##### RECORDED INFORMATION

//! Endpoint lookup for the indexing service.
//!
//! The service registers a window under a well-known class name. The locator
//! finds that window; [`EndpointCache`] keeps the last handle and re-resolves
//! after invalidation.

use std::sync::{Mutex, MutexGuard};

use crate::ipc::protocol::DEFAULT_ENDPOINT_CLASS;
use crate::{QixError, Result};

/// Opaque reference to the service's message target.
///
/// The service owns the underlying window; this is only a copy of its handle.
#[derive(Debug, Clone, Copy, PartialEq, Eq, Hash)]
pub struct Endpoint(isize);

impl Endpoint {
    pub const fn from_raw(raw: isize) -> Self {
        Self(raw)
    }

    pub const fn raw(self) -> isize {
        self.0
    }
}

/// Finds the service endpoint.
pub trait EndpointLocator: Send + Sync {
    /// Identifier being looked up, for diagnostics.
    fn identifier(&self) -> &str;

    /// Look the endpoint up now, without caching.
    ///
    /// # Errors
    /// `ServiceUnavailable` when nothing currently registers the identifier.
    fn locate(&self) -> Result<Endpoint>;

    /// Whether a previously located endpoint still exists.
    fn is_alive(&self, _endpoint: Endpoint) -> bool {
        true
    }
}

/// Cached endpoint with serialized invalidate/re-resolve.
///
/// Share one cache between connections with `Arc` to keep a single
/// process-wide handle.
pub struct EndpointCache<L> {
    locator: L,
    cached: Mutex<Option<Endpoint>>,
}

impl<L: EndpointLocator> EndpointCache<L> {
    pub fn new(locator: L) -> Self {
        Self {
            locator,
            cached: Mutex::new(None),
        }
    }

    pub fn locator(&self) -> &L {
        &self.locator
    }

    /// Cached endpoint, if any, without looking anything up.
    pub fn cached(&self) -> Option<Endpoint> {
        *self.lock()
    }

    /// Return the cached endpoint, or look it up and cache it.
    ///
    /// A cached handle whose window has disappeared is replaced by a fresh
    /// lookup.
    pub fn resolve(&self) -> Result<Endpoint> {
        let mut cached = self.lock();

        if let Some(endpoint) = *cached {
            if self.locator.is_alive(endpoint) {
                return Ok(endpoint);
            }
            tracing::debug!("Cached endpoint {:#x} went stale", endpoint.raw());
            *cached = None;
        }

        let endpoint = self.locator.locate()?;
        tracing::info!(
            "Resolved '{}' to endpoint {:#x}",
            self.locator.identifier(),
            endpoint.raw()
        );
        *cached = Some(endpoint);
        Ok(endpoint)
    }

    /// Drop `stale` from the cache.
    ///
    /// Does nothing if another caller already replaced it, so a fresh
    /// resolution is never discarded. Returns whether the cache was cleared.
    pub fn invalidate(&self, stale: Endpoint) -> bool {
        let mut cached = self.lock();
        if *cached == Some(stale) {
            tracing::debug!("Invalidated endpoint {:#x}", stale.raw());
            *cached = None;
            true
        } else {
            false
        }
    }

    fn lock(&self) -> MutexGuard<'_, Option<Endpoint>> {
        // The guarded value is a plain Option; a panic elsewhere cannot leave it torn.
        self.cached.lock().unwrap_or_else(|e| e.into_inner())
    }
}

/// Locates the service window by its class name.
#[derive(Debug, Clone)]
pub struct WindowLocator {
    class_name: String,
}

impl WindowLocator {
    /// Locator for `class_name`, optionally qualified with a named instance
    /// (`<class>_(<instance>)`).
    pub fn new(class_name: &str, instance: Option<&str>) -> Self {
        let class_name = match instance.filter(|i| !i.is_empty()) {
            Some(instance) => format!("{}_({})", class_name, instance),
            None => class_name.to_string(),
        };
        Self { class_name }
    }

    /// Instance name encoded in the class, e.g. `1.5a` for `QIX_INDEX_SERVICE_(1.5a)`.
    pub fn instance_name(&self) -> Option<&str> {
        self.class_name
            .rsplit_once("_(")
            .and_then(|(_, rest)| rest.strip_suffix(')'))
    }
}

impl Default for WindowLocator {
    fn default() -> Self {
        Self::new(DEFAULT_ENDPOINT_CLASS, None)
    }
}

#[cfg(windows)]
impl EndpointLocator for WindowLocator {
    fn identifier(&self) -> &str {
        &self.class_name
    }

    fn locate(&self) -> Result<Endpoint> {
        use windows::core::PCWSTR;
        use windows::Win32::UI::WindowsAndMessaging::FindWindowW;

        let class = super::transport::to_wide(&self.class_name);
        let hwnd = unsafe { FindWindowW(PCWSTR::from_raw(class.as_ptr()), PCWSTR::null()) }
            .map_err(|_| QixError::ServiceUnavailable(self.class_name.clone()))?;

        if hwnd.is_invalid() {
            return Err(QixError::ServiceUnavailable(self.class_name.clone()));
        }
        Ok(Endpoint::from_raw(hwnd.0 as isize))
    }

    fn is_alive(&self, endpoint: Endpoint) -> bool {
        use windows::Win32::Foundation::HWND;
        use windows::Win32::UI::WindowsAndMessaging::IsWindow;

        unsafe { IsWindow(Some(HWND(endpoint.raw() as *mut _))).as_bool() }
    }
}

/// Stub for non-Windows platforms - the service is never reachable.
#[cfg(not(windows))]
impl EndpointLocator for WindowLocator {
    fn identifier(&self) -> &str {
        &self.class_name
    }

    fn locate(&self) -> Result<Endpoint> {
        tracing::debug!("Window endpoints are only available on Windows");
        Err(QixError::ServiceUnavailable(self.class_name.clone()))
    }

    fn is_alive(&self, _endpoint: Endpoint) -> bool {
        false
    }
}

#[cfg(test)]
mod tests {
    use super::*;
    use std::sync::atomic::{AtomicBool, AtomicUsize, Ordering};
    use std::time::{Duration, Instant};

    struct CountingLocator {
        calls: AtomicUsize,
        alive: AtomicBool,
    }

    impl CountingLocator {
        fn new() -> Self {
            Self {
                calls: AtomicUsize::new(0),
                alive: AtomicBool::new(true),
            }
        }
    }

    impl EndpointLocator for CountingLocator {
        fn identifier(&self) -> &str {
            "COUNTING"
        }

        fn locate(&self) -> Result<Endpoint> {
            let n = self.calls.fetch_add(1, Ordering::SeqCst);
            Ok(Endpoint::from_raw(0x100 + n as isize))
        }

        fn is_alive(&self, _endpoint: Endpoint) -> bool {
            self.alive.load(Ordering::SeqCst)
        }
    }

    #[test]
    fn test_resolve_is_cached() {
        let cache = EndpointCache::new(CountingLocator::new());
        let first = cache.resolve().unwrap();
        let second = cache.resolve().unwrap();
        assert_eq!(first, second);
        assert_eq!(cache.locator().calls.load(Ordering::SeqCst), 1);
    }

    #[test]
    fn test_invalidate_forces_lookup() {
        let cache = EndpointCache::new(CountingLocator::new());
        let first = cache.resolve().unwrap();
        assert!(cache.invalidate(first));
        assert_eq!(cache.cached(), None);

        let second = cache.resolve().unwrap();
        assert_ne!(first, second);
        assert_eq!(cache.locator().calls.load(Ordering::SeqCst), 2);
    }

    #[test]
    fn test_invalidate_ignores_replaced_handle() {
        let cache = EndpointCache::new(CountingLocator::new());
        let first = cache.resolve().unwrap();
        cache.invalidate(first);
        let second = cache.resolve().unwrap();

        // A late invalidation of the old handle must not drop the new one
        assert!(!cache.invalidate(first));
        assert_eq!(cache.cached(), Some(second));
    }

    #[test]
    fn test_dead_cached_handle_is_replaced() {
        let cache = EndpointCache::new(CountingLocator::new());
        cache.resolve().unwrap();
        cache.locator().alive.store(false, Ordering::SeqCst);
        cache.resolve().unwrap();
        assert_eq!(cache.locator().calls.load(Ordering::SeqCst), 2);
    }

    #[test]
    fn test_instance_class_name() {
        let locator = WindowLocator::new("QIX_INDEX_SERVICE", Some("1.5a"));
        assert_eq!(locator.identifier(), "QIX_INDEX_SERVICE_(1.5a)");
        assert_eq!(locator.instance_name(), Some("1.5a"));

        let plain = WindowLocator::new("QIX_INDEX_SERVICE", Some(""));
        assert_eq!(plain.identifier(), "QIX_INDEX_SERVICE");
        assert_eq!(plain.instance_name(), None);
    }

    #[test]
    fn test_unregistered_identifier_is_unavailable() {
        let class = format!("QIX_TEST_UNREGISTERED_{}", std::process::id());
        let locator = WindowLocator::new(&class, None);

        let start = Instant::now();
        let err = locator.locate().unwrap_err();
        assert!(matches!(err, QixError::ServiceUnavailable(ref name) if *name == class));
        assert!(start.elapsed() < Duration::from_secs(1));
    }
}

##########

--- WHAT THE TASK ASKS ---
Report each line of the material above where the word "unsafe" appears.

--- RESPONSE ---
        let hwnd = unsafe { FindWindowW(PCWSTR::from_raw(class.as_ptr()), PCWSTR::null()) }
        unsafe { IsWindow(Some(HWND(endpoint.raw() as *mut _))).as_bool() }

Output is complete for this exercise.